(no title)
starchild3001 | 4 months ago
Result: 70% NVDA, 30% GBTC (Bitcoin), and 0% QQQ or TQQQ. Honestly, not a bad mix — especially for a small, high-risk slice of your portfolio.
Next, I compared TQQQ (Triple Qs) vs. QQQ using the same 10-year monthly data. The optimizer picked 100% TQQQ, which again makes sense if you’re doing this in a tax-advantaged account like a 401(k) or IRA and only with money you’re willing to take some risk on.

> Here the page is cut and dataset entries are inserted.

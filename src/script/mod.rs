//! Script generation and translation.
//!
//! Prompts are built from the request, the target length for the duration,
//! and library context; the LLM's answer is parsed leniently and stored.

pub mod catalog;
mod draft;
pub mod prompt;
mod service;
mod size;

pub use catalog::{language_by_code, language_name, Language, SOURCE_LANGUAGE, SUPPORTED_LANGUAGES};
pub use draft::{OriginalMetadata, ScriptDraft, TranslatedScript};
pub use prompt::{
    build_generation_prompt, build_translation_prompt, GenerationRequest, TranslationOptions,
    TranslationRequest,
};
pub use service::{
    GeneratedScript, ScriptService, TranslationResult, DEFAULT_BATCH_PAUSE, DEFAULT_CONTEXT_CHUNKS,
};
pub use size::{calculate_script_size, ScriptSize};
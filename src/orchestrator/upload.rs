//! Object naming for uploaded files.

use chrono::{DateTime, Utc};
use uuid::Uuid;

const MAX_FILE_NAME_CHARS: usize = 255;

/// Make a file name safe to use as an object path.
///
/// Anything outside `[a-zA-Z0-9.-]` becomes `_`, runs of `_` and `.` are
/// collapsed, leading and trailing `_` are dropped, and the result is
/// lowercased and capped at 255 characters.
pub fn sanitize_file_name(name: &str) -> String {
    let mut out = String::with_capacity(name.len());

    for c in name.chars() {
        let c = if c.is_ascii_alphanumeric() || c == '.' || c == '-' {
            c
        } else {
            '_'
        };
        let collapses = matches!(c, '_' | '.') && out.ends_with(c);
        if !collapses {
            out.push(c);
        }
    }

    out.trim_matches('_')
        .to_lowercase()
        .chars()
        .take(MAX_FILE_NAME_CHARS)
        .collect()
}

/// Unique object path: `"{unix millis}-{document id}-{sanitized name}"`.
pub fn storage_path(file_name: &str, document_id: Uuid, now: DateTime<Utc>) -> String {
    format!(
        "{}-{}-{}",
        now.timestamp_millis(),
        document_id.simple(),
        sanitize_file_name(file_name)
    )
}
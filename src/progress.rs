//! Progress reporting for long-running pipeline steps.
//!
//! Reporting is fire-and-forget: a callback that panics is logged and
//! otherwise ignored so it can never abort the step that reported.

use std::panic::{catch_unwind, AssertUnwindSafe};
use std::sync::Arc;
use tracing::{trace, warn};

/// Callback receiving a human-readable label and a percentage (0-100).
pub type ProgressCallback = Arc<dyn Fn(&str, u8) + Send + Sync>;

/// Wraps an optional progress callback.
#[derive(Clone, Default)]
pub struct ProgressReporter {
    callback: Option<ProgressCallback>,
}

impl ProgressReporter {
    /// Reporter that forwards to `callback`.
    pub fn new(callback: ProgressCallback) -> Self {
        Self {
            callback: Some(callback),
        }
    }

    /// Reporter that drops every update.
    pub fn silent() -> Self {
        Self::default()
    }

    /// Report a milestone. Percentages above 100 are clamped.
    pub fn report(&self, label: &str, percent: u8) {
        let percent = percent.min(100);
        trace!(percent, "{}", label);

        if let Some(callback) = &self.callback {
            if catch_unwind(AssertUnwindSafe(|| callback(label, percent))).is_err() {
                warn!("Progress callback panicked at '{}' ({}%)", label, percent);
            }
        }
    }

    /// Report step `done` of `total` mapped linearly into `[from, to]`.
    pub fn report_step(&self, label: &str, done: usize, total: usize, from: u8, to: u8) {
        let span = to.saturating_sub(from) as f32;
        let fraction = if total == 0 {
            1.0
        } else {
            done.min(total) as f32 / total as f32
        };
        self.report(label, from + (span * fraction).round() as u8);
    }
}

impl std::fmt::Debug for ProgressReporter {
    fn fmt(&self, f: &mut std::fmt::Formatter<'_>) -> std::fmt::Result {
        f.debug_struct("ProgressReporter")
            .field("has_callback", &self.callback.is_some())
            .finish()
    }
}
//! Configuration module for Roteiro.
//!
//! Handles loading and managing application settings and prompt templates.

mod prompts;
mod settings;

pub use prompts::{GenerationPrompts, Prompts, TranslationPrompts};
pub use settings::{
    ChunkingSettings, EmbeddingSettings, GeneralSettings, LlmSettings, ProcessingSettings,
    PromptSettings, SearchSettings, Settings, StorageSettings,
};
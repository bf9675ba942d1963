//! CLI output formatting utilities.

use crate::progress::ProgressReporter;
use crate::rag::RetrievedChunk;
use crate::store::{DocumentStatus, DocumentSummary, Script, ScriptStatus};
use console::{style, Style};
use indicatif::{ProgressBar, ProgressStyle};
use std::sync::Arc;

/// Output helper for CLI formatting.
pub struct Output;

impl Output {
    /// Print an info message.
    pub fn info(msg: &str) {
        println!("{} {}", style(">>").cyan().bold(), msg);
    }

    /// Print a success message.
    pub fn success(msg: &str) {
        println!("{} {}", style(">>").green().bold(), msg);
    }

    /// Print a warning message.
    pub fn warning(msg: &str) {
        eprintln!("{} {}", style(">>").yellow().bold(), msg);
    }

    /// Print an error message.
    pub fn error(msg: &str) {
        eprintln!("{} {}", style(">>").red().bold(), msg);
    }

    /// Print a header.
    pub fn header(msg: &str) {
        println!("\n{}", style(msg).bold().underlined());
    }

    /// Print a key-value pair.
    pub fn kv(key: &str, value: &str) {
        println!("  {}: {}", style(key).dim(), value);
    }

    /// Print a list item.
    pub fn list_item(msg: &str) {
        println!("  {} {}", style("*").cyan(), msg);
    }

    /// Print one library document.
    pub fn document_info(summary: &DocumentSummary) {
        let doc = &summary.document;
        let author = doc
            .author
            .as_ref()
            .map(|a| format!(" by {}", a))
            .unwrap_or_default();
        println!(
            "  {} {}{} [{}] ({}, {} chunks, {} embedded, {})",
            style("*").cyan(),
            style(&doc.title).bold(),
            author,
            document_status_style(doc.status).apply_to(doc.status),
            style(doc.id).dim(),
            summary.chunk_count,
            summary.embedded_chunks,
            format_bytes(doc.file_size)
        );
    }

    /// Print one script as a list row.
    pub fn script_info(script: &Script) {
        println!(
            "  {} {} [{}] ({}, {} min, {}, {})",
            style("*").cyan(),
            style(&script.title).bold(),
            script_status_style(script.status).apply_to(script.status),
            style(script.id).dim(),
            script.duration_minutes,
            script.target_language,
            script.updated_at.format("%Y-%m-%d %H:%M")
        );
    }

    /// Print a search result.
    pub fn search_result(chunk: &RetrievedChunk) {
        let author = chunk
            .document_author
            .as_ref()
            .map(|a| format!(" ({})", a))
            .unwrap_or_default();
        println!(
            "\n{} {}{} #{} (score: {:.2})",
            style(">>").green(),
            style(&chunk.document_title).bold(),
            author,
            style(chunk.chunk_index).cyan(),
            chunk.similarity
        );
        println!("   {}", content_preview(&chunk.content, 200));
    }

    /// Create a percentage progress bar.
    pub fn progress_bar(len: u64, msg: &str) -> ProgressBar {
        let pb = ProgressBar::new(len);
        let bar_style = ProgressStyle::default_bar()
            .template("{spinner:.green} [{elapsed_precise}] [{bar:40.cyan/blue}] {pos}% {msg}")
            .unwrap_or_else(|_| ProgressStyle::default_bar())
            .progress_chars("#>-");
        pb.set_style(bar_style);
        pb.set_message(msg.to_string());
        pb
    }

    /// Create a spinner.
    pub fn spinner(msg: &str) -> ProgressBar {
        let pb = ProgressBar::new_spinner();
        let spinner_style = ProgressStyle::default_spinner()
            .template("{spinner:.green} {msg}")
            .unwrap_or_else(|_| ProgressStyle::default_spinner());
        pb.set_style(spinner_style);
        pb.set_message(msg.to_string());
        pb.enable_steady_tick(std::time::Duration::from_millis(100));
        pb
    }

    /// A progress reporter that drives `pb`.
    pub fn progress_reporter(pb: &ProgressBar) -> ProgressReporter {
        let pb = pb.clone();
        ProgressReporter::new(Arc::new(move |label: &str, percent: u8| {
            pb.set_position(u64::from(percent));
            pb.set_message(label.to_string());
        }))
    }
}

fn document_status_style(status: DocumentStatus) -> Style {
    match status {
        DocumentStatus::Ready => Style::new().green(),
        DocumentStatus::Error => Style::new().red(),
        DocumentStatus::Uploading | DocumentStatus::Processing => Style::new().yellow(),
    }
}

fn script_status_style(status: ScriptStatus) -> Style {
    match status {
        ScriptStatus::Draft => Style::new().yellow(),
        ScriptStatus::Approved => Style::new().cyan(),
        ScriptStatus::Final => Style::new().green(),
    }
}

/// Format a byte count.
fn format_bytes(bytes: u64) -> String {
    const KB: f64 = 1024.0;
    let bytes_f = bytes as f64;
    if bytes_f >= KB * KB {
        format!("{:.1} MB", bytes_f / (KB * KB))
    } else if bytes_f >= KB {
        format!("{:.1} KB", bytes_f / KB)
    } else {
        format!("{} B", bytes)
    }
}

/// Mask an API key, keeping its last four characters.
pub fn mask_key(key: Option<&str>) -> String {
    match key.map(str::trim).filter(|k| !k.is_empty()) {
        None => "(not set)".to_string(),
        Some(k) => {
            let chars: Vec<char> = k.chars().collect();
            if chars.len() <= 4 {
                "****".to_string()
            } else {
                let tail: String = chars[chars.len() - 4..].iter().collect();
                format!("****{}", tail)
            }
        }
    }
}

/// Truncate content with ellipsis.
fn content_preview(content: &str, max_chars: usize) -> String {
    let content = content.replace('\n', " ");
    if content.chars().count() <= max_chars {
        content
    } else {
        let head: String = content.chars().take(max_chars).collect();
        format!("{}...", head)
    }
}

#[cfg(test)]
mod tests {
    use super::*;

    #[test]
    fn test_content_preview_respects_char_boundaries() {
        assert_eq!(content_preview("ação\nfinal", 20), "ação final");
        assert_eq!(content_preview("çççççç", 3), "ççç...");
    }

    #[test]
    fn test_mask_key() {
        assert_eq!(mask_key(None), "(not set)");
        assert_eq!(mask_key(Some("  ")), "(not set)");
        assert_eq!(mask_key(Some("abc")), "****");
        assert_eq!(mask_key(Some("sk-123456789")), "****6789");
    }

    #[test]
    fn test_format_bytes() {
        assert_eq!(format_bytes(512), "512 B");
        assert_eq!(format_bytes(2048), "2.0 KB");
        assert_eq!(format_bytes(3 * 1024 * 1024), "3.0 MB");
    }

    #[test]
    fn test_progress_reporter_moves_bar() {
        let pb = ProgressBar::hidden();
        pb.set_length(100);
        let reporter = Output::progress_reporter(&pb);
        reporter.report("Chunking", 40);
        assert_eq!(pb.position(), 40);
        assert_eq!(pb.message(), "Chunking");
    }
}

Then I expanded the dataset — 55 years of returns across major asset classes (S&P 500, gold, short- and long-term Treasuries, corporate bonds, real estate, etc.) — and asked for the optimal portfolio. The winner: ~85% S&P 500, 15% gold, though 75/25 gives nearly the same return with a better Sharpe ratio.
A few quick takeaways:
Gold → GLDM ETF is the best vehicle.
QQQ → QQQM or TQQQ are the best versions.
And if you’re feeling adventurous: 70% NVDA, 30% IBIT (Bitcoin) isn’t crazy.
For what it’s worth, I’ve been running 75% stocks / 25% gold for a while now, but I’m thinking of carving out ~10% of the stock portion for a more aggressive tilt: TQQQ (6%), NVDA (2%), IBIT (1%) — because why not?
astrange|4 months ago
Thinking about it, my recommendation is read:
https://www.reddit.com/r/personalfinance/wiki/index/
and then after maxing your 401k, open a Betterment account, and then max your HSA if applicable. The tax savings easily best custom portfolio picking.
smcin|4 months ago
What happens if you backtest it by finding the equivalent portfolios for 1998-2008 (or even 1919-1929?)